Suara letupan bambu terbakar terdengar seperti rangkaian knalpot pecah, disusul kepulan asap hitam dari setidaknya lima dari delapan bangunan. Dalam hitungan menit, langit Tai Po berubah menjadi mural muram warna abu dan oranye.
“Tidak ada yang bisa dilakukan. Kami hanya berharap semua orang bisa selamat,” ujar So, warga 57 tahun, dengan suara bergetar. Dalam tragedi seperti ini, doa tampaknya menjadi satu-satunya alat bertahan hidup yang tersisa.
Api terus berkobar hingga malam, memancarkan cahaya jingga yang memantul di jendela gedung-gedung sekitarnya seindah pemandangan, setragis keadaan.
Petugas pemadam kebakaran mengakui mereka tidak bisa masuk ke gedung-gedung yang terbakar. Pernyataan yang terdengar jujur sekaligus mengerikan. Sementara itu, polisi menerima laporan warga yang masih terjebak, namun tak satu pun dapat dipastikan keselamatannya hingga langit menggelap.
Jumlah korban terluka mencapai 15 orang, dua di antaranya dalam kondisi serius. Jalan raya ditutup, dua tempat penampungan dibuka, dan hotline korban disiagakan. Namun nyala api tampak lebih dulu memberikan jawaban ketimbang otoritas.
Kompleks Wang Fuk Court memiliki hampir 2.000 unit apartemen dan dihuni lebih dari 4.600 orang, banyak di antaranya adalah lansia. Di wilayah sepadat ini, satu orang lambat melangkah berarti dua orang terjebak, dan sepuluh orang berisiko tertinggal.
Lansia, keluarga muda, pekerja malam, hingga penghuni yang sudah terlelap semuanya dipaksa berhadapan dengan kenyataan bahwa gedung tinggi tak selalu identik dengan keamanan tinggi.
Seorang penghuni yang tengah kebingungan hanya bisa berkata, “Api belum terkendali. Saya tidak tahu harus berbuat apa.”
Kalimat sederhana yang menunjukkan bahwa pada titik tertentu, teknologi, protokol keamanan, dan status Hong Kong sebagai pusat finansial dunia sama sekali tak berarti jika nyala api sudah lebih cepat dari sistem mitigasi.
Walau kebakaran besar semakin jarang terjadi dalam beberapa dekade terakhir, insiden pada April, Mei, Oktober, dan bulan lalu menjadi peringatan keras bahwa perancah bambu dan proyek renovasi masih menjadi titik rawan keselamatan.
Asosiasi Hak-Hak Korban Kecelakaan Industri turut menyatakan “keprihatinan mendalam” sebuah frasa lembut yang terasa kurang menggambarkan skala tragedi kali ini.

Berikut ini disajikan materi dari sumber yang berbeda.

//! Payment method submission state machine.
//!
//! ```text
//! Draft --begin_submit--> (validate) --invalid--> Draft + reason
//!                                    --valid----> Submitting
//! Submitting --complete(Err)--> Draft (values kept) + error
//! Submitting --complete(Ok)---> Saved (terminal)
//! ```
//!
//! Validation runs again inside [`PaymentMethodForm::begin_submit`] even if
//! the caller already gated its submit button on [`PaymentMethodForm::check`].

use marketsync_sdk::objects::payment_method::{PaymentMethodDraft, SavedPaymentMethod};
use marketsync_sdk::validation::{DraftRejection, ValidationOutcome, validate_payment_draft};
use tracing::{debug, warn};

#[derive(Debug, Clone, PartialEq, Eq)]
pub enum SubmissionState {
    /// The user is editing.
    Draft(PaymentMethodDraft),
    /// Sent; waiting for the backend. The draft is kept for a failure.
    Submitting(PaymentMethodDraft),
    /// Accepted by the backend. The draft is gone.
    Saved(SavedPaymentMethod),
}

/// Why [`PaymentMethodForm::begin_submit`] refused to dispatch.
#[derive(Debug, Clone, PartialEq, Eq, thiserror::Error)]
pub enum SubmitRejected {
    #[error(transparent)]
    Invalid(#[from] DraftRejection),

    #[error("this payment method is already being saved")]
    InFlight,

    #[error("this payment method has already been saved")]
    AlreadySaved,
}

/// One "add payment method" form.
#[derive(Debug, Clone)]
pub struct PaymentMethodForm {
    state: SubmissionState,
    last_error: Option<String>,
}

impl PaymentMethodForm {
    pub fn new(draft: PaymentMethodDraft) -> Self {
        Self {
            state: SubmissionState::Draft(draft),
            last_error: None,
        }
    }

    pub fn state(&self) -> &SubmissionState {
        &self.state
    }

    /// The values entered so far; `None` once saved.
    pub fn draft(&self) -> Option<&PaymentMethodDraft> {
        match &self.state {
            SubmissionState::Draft(draft) | SubmissionState::Submitting(draft) => Some(draft),
            SubmissionState::Saved(_) => None,
        }
    }

    /// Editable only while in `Draft`.
    pub fn draft_mut(&mut self) -> Option<&mut PaymentMethodDraft> {
        match &mut self.state {
            SubmissionState::Draft(draft) => Some(draft),
            _ => None,
        }
    }

    pub fn saved(&self) -> Option<&SavedPaymentMethod> {
        match &self.state {
            SubmissionState::Saved(saved) => Some(saved),
            _ => None,
        }
    }

    pub fn is_submitting(&self) -> bool {
        matches!(self.state, SubmissionState::Submitting(_))
    }

    /// Reason shown under the form: the last validation or backend error.
    pub fn last_error(&self) -> Option<&str> {
        self.last_error.as_deref()
    }

    /// Gate for the submit button. Same rules as the dispatch-time check.
    pub fn check(&self) -> ValidationOutcome {
        match &self.state {
            SubmissionState::Draft(draft) => validate_payment_draft(draft),
            // nothing left to submit
            SubmissionState::Submitting(_) | SubmissionState::Saved(_) => ValidationOutcome::Valid,
        }
    }

    /// Validate and move to `Submitting`.
    ///
    /// Returns the normalised draft to send. A form that is already
    /// submitting rejects the attempt rather than queueing it.
    pub fn begin_submit(&mut self) -> Result<PaymentMethodDraft, SubmitRejected> {
        let draft = match &self.state {
            SubmissionState::Draft(draft) => draft.clone(),
            SubmissionState::Submitting(_) => {
                debug!("Rejecting submit, one is already in flight");
                return Err(SubmitRejected::InFlight);
            }
            SubmissionState::Saved(_) => return Err(SubmitRejected::AlreadySaved),
        };

        if let Err(rejection) = validate_payment_draft(&draft).into_result() {
            self.last_error = Some(rejection.to_string());
            return Err(rejection.into());
        }

        let outgoing = draft.normalized();
        self.state = SubmissionState::Submitting(draft);
        self.last_error = None;
        Ok(outgoing)
    }

    /// Settle a submission started by [`begin_submit`](Self::begin_submit).
    ///
    /// Ignored unless the form is `Submitting`. Returns the saved record on
    /// success.
    pub fn complete(
        &mut self,
        outcome: Result<SavedPaymentMethod, String>,
    ) -> Option<&SavedPaymentMethod> {
        let SubmissionState::Submitting(draft) = &self.state else {
            warn!("Submission outcome arrived for a form that is not submitting");
            return None;
        };
        let draft = draft.clone();
        match outcome {
            Ok(saved) => {
                self.state = SubmissionState::Saved(saved);
                self.last_error = None;
                self.saved()
            }
            Err(message) => {
                self.state = SubmissionState::Draft(draft);
                self.last_error = Some(message);
                None
            }
        }
    }
}
//! Wallet balance and top-up schemas.

use rust_decimal::Decimal;
use serde::{Deserialize, Serialize};

fn default_currency() -> String {
    "INR".to_string()
}

/// `data` of `GET /api/wallet/balance`.
#[derive(Debug, Clone, PartialEq, Eq, Serialize, Deserialize)]
#[serde(rename_all = "camelCase")]
pub struct WalletBalance {
    pub balance: Decimal,
    #[serde(default = "default_currency")]
    pub currency: String,
}

/// Body of `POST /api/wallet/topup`.
#[derive(Debug, Clone, PartialEq, Eq, Serialize, Deserialize)]
#[serde(rename_all = "camelCase")]
pub struct TopUpRequest {
    #[serde(with = "rust_decimal::serde::float")]
    pub amount: Decimal,
    #[serde(default, skip_serializing_if = "Option::is_none")]
    pub payment_method_id: Option<String>,
}

/// `data` of `POST /api/wallet/topup`.
#[derive(Debug, Clone, PartialEq, Eq, Serialize, Deserialize)]
#[serde(rename_all = "camelCase")]
pub struct TopUpReceipt {
    #[serde(alias = "_id")]
    pub transaction_id: String,
    pub balance: Decimal,
}

#[cfg(test)]
mod tests {
    use super::*;
    use serde_json::json;

    #[test]
    fn test_balance_accepts_number_and_string() {
        let b: WalletBalance = serde_json::from_value(json!({"balance": 250.5})).unwrap();
        assert_eq!(b.balance, Decimal::new(2505, 1));
        assert_eq!(b.currency, "INR");

        let b: WalletBalance =
            serde_json::from_value(json!({"balance": "99.99", "currency": "USD"})).unwrap();
        assert_eq!(b.balance, Decimal::new(9999, 2));
    }

    #[test]
    fn test_top_up_amount_is_a_number() {
        let body = TopUpRequest {
            amount: Decimal::new(50000, 2),
            payment_method_id: None,
        };
        assert_eq!(serde_json::to_value(&body).unwrap(), json!({"amount": 500.0}));
    }
}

Hingga kini, otoritas belum memberi penjelasan apa penyebab awal kebakaran. Namun publik tampaknya sudah punya tebakan: jika bukan instalasi kabel yang lelah, mungkin perancah bambu yang dibiarkan terlalu percaya diri.
Sementara petugas pemadam kebakaran terus berjuang dan keluarga menunggu kabar orang yang mereka cintai, satu pertanyaan menggantung di udara seperti asap tebal yang belum sepenuhnya hilang:
Bagaimana sebuah kota yang terkenal dengan kemegahan gedung pencakar langitnya dapat begitu lambat menyelamatkan orang-orang yang tinggal di dalamnya?
Penyelidikan masih berlangsung, tetapi satu hal jelas: kebakaran di Wang Fuk Court bukan sekadar insiden besar tetapi juga alarm keras bahwa keamanan dasar warga dalam gedung bertingkat harus ditinjau ulang.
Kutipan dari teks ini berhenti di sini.